Inhibition of protein synthesis by treatment with the drug cycloheximide delays rhizoid formation but does not stop the establishment of polarity. This result suggests that although rhizoid formation requires the synthesis of new proteins, the establishment of polarity does not, so polarity development must involve a redistribution of existing components. Actin filaments become preferentially localized in the rhizoid half of the zygote and extend from the vicinity of the nucleus to the plasma membrane at the site marked by localized FL-DHP–binding proteins as polarity develops (Kropf 1994; 1997).

Actin filaments are dynamic, and their assembly from a pool of monomeric actin subunits is highly regulated. Actin filaments are localized in the rhizoid half of the cell presumably in response to a change in the assembly or disassembly dynamics, and this localization involves a redistribution of the cellular actin.

The fixation of polarity can be blocked by cytochalasin B, a drug that destroys actin filaments. Treatment with cytochalasin B also disrupts the ionic current that develops during polarization (Brawley and Robinson 1985). Actin filaments participate in cell secretion by transporting secretory vesicles to the plasma membrane in many types of cells.

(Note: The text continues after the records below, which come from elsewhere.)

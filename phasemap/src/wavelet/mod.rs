//! Continuous wavelet transform and ridge extraction for single pixel series.
//!
//! A [`WaveletAnalyzer`] owns the period grid and the Morlet filter bank for one
//! series length and sampling interval. It is immutable after construction and
//! shared by all workers; each worker brings its own [`Workspace`].

#[cfg(test)]
mod tests;

pub mod filter_bank;
pub mod grid;
pub mod ridge;

use std::f64::consts::PI;

use rustfft::num_complex::Complex;

use crate::error::PixelError;

pub use filter_bank::{scale_from_period, FilterBank, Scratch, OMEGA0};
pub use grid::PeriodGrid;
pub use ridge::{argmax_first, wrap_phase, RidgeResult};

/// Relative standard deviation below which a series counts as constant.
pub const DEGENERATE_TOLERANCE: f64 = 1e-12;

/// Per-worker buffers for [`WaveletAnalyzer::analyze_with`].
pub struct Workspace {
    scratch: Scratch,
    coefficients: Vec<Complex<f64>>,
    centered: Vec<f64>,
}

/// Full time-frequency decomposition of one series.
#[derive(Debug, Clone)]
pub struct Spectrum {
    pub periods: Vec<f64>,
    pub n_samples: usize,
    /// Complex coefficients, period-major.
    pub coefficients: Vec<Complex<f64>>,
    /// `|W|^2 / variance`, period-major.
    pub power: Vec<f64>,
}

impl Spectrum {
    #[inline]
    pub fn power_at(&self, period_index: usize, t: usize) -> f64 {
        self.power[period_index * self.n_samples + t]
    }
}

/// Mean, population variance and largest magnitude of a series.
#[derive(Debug, Clone, Copy)]
struct SeriesStats {
    mean: f64,
    variance: f64,
    max_abs: f64,
}

impl SeriesStats {
    fn of(signal: &[f64]) -> Self {
        let n = signal.len() as f64;
        let mean = signal.iter().sum::<f64>() / n;
        let variance = signal.iter().map(|x| (x - mean) * (x - mean)).sum::<f64>() / n;
        let max_abs = signal.iter().fold(0.0f64, |acc, x| acc.max(x.abs()));
        Self {
            mean,
            variance,
            max_abs,
        }
    }

    fn is_degenerate(&self) -> bool {
        self.max_abs == 0.0 || self.variance.sqrt() <= DEGENERATE_TOLERANCE * self.max_abs
    }
}

/// Whether `signal` has no variation worth transforming.
pub fn is_constant(signal: &[f64]) -> bool {
    signal.is_empty() || SeriesStats::of(signal).is_degenerate()
}

pub struct WaveletAnalyzer {
    bank: FilterBank,
}

impl WaveletAnalyzer {
    pub fn new(grid: PeriodGrid, dt: f64, n_samples: usize) -> Self {
        Self {
            bank: FilterBank::new(grid, dt, n_samples),
        }
    }

    #[inline]
    pub fn periods(&self) -> &[f64] {
        self.bank.grid().periods()
    }

    #[inline]
    pub fn n_samples(&self) -> usize {
        self.bank.n_samples()
    }

    #[inline]
    pub fn dt(&self) -> f64 {
        self.bank.dt()
    }

    pub fn filter_bank(&self) -> &FilterBank {
        &self.bank
    }

    pub fn workspace(&self) -> Workspace {
        Workspace {
            scratch: self.bank.scratch(),
            coefficients: Vec::with_capacity(self.periods().len() * self.n_samples()),
            centered: Vec::with_capacity(self.n_samples()),
        }
    }

    /// Ridge of `signal`. Allocates a fresh workspace; prefer
    /// [`WaveletAnalyzer::analyze_with`] in loops.
    pub fn analyze(&self, signal: &[f64]) -> Result<RidgeResult, PixelError> {
        let mut workspace = self.workspace();
        self.analyze_with(signal, &mut workspace)
    }

    pub fn analyze_with(
        &self,
        signal: &[f64],
        workspace: &mut Workspace,
    ) -> Result<RidgeResult, PixelError> {
        let n = self.n_samples();
        let Some(stats) = self.prepare(signal, workspace)? else {
            return Ok(RidgeResult::degenerate(n));
        };

        let periods = self.periods();
        let scales = self.bank.scales();
        let coefficients = &workspace.coefficients;
        let dt = self.dt();

        let mut result = RidgeResult::with_len(n);
        for t in 0..n {
            let column = (0..periods.len()).map(|j| coefficients[j * n + t].norm_sqr());
            match argmax_first(column) {
                Some((j, modulus)) if modulus > 0.0 => {
                    let w = coefficients[j * n + t];
                    result.phase.push(wrap_phase(w.re, w.im));
                    result.period.push(periods[j]);
                    result.power.push(modulus / stats.variance);
                    result.amplitude.push(amplitude_factor(scales[j], dt) * modulus.sqrt());
                }
                _ => {
                    result.phase.push(f64::NAN);
                    result.period.push(f64::NAN);
                    result.power.push(0.0);
                    result.amplitude.push(0.0);
                }
            }
        }

        Ok(result)
    }

    /// Complete power surface of `signal`, for inspection and plotting.
    ///
    /// A constant series yields an all-zero surface.
    pub fn spectrum(&self, signal: &[f64]) -> Result<Spectrum, PixelError> {
        let mut workspace = self.workspace();
        let n = self.n_samples();
        let n_periods = self.periods().len();

        let (coefficients, power) = match self.prepare(signal, &mut workspace)? {
            Some(stats) => {
                let power = workspace
                    .coefficients
                    .iter()
                    .map(|w| w.norm_sqr() / stats.variance)
                    .collect();
                (workspace.coefficients, power)
            }
            None => (
                vec![Complex::new(0.0, 0.0); n_periods * n],
                vec![0.0; n_periods * n],
            ),
        };

        Ok(Spectrum {
            periods: self.periods().to_vec(),
            n_samples: n,
            coefficients,
            power,
        })
    }

    /// Validate and transform `signal` into `workspace.coefficients`.
    ///
    /// Returns `None` for a degenerate series.
    fn prepare(
        &self,
        signal: &[f64],
        workspace: &mut Workspace,
    ) -> Result<Option<SeriesStats>, PixelError> {
        assert_eq!(signal.len(), self.n_samples(), "Series length mismatch");

        if let Some(sample) = signal.iter().position(|x| !x.is_finite()) {
            return Err(PixelError::NonFiniteInput { sample });
        }

        let stats = SeriesStats::of(signal);
        if stats.is_degenerate() {
            return Ok(None);
        }

        workspace.centered.clear();
        workspace
            .centered
            .extend(signal.iter().map(|x| x - stats.mean));
        self.bank.transform(
            &workspace.centered,
            &mut workspace.scratch,
            &mut workspace.coefficients,
        );

        let n = self.n_samples();
        if let Some(idx) = workspace
            .coefficients
            .iter()
            .position(|w| !(w.re.is_finite() && w.im.is_finite()))
        {
            return Err(PixelError::NonFiniteCoefficients {
                period_index: idx / n,
            });
        }

        Ok(Some(stats))
    }
}

/// Converts `|W|` at `scale` into the amplitude of the underlying sinusoid.
#[inline]
fn amplitude_factor(scale: f64, dt: f64) -> f64 {
    2.0f64.sqrt() * PI.powf(-0.25) * (dt / scale).sqrt()
}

Secretion of Golgi-Derived Vesicles Is Localized

Cytoplasmic organelles become asymmetrically distributed before the polarity of the cell is fixed (Web Figure 17.3.C). Golgi-derived vesicles accumulate at the site of the future outgrowth in the rhizoid half of the Fucus zygote as polarization is induced by light (Quatrano 1978). For several hours after the induction of polarity, the asymmetric distribution of vesicles can be changed by subsequent treatment with light from a different direction.

Web Figure 17.3.C   Cytoplasmic vesicles that contain specific cell wall components become asymmetrically distributed early in the development of Fucus zygote polarity. (A) A toluidine blue stained Fucus zygote before fixation of the polar axis. The toluidine blue dye stains a wall component in vesicles or in walls. (B) The embryo after establishment of rhizoid–thallus polarity, with toluidine blue staining confined to the cell wall in the rhizoid portion of the embryo. (From Quatrano and Shaw 1997, courtesy of R. S. Quatrano.)

During this phase when changes are possible, cytoplasmic vesicles accumulate at the prospective site of rhizoid formation on the shaded side of the cell. Subsequently, the vesicles fuse with the plasma membrane, secreting their contents into the cell wall, leading to rhizoid emergence. Evidence suggests that calcium gradients play a role in triggering vesicle discharge at the pole (Derksen et al. 1995).

The fixation of light-induced polarity in Fucus zygotes also requires the presence of the cell wall. Removal of the wall with cell wall–digesting enzymes does not prevent the induction of polarity by unilateral light, but it does prevent fixation of the axis. The orientation of the embryonic axis remains unstable until a new cell wall is synthesized (Kropf et al. 1988).

From these observations it is possible to envisage a chain of events that might occur during the establishment of cell polarity in tip-growing cells.

  • The ionic currents that arise early in the process may initiate the formation of an intracellular Ca2+ gradient.
  • The increase in intracellular calcium at the tip may help organize and stabilize the microfilament components of the cytoskeleton.
  • The cytoskeleton directs vesicle traffic to the growing tip.
  • A calcium gradient, perhaps immediately adjacent to the plasma membrane, may promote vesicle fusion with the plasma membrane, although this remains to be demonstrated.
  • Finally, cell wall deposition fixes the polarity of the cell, possibly by interacting with transmembrane proteins.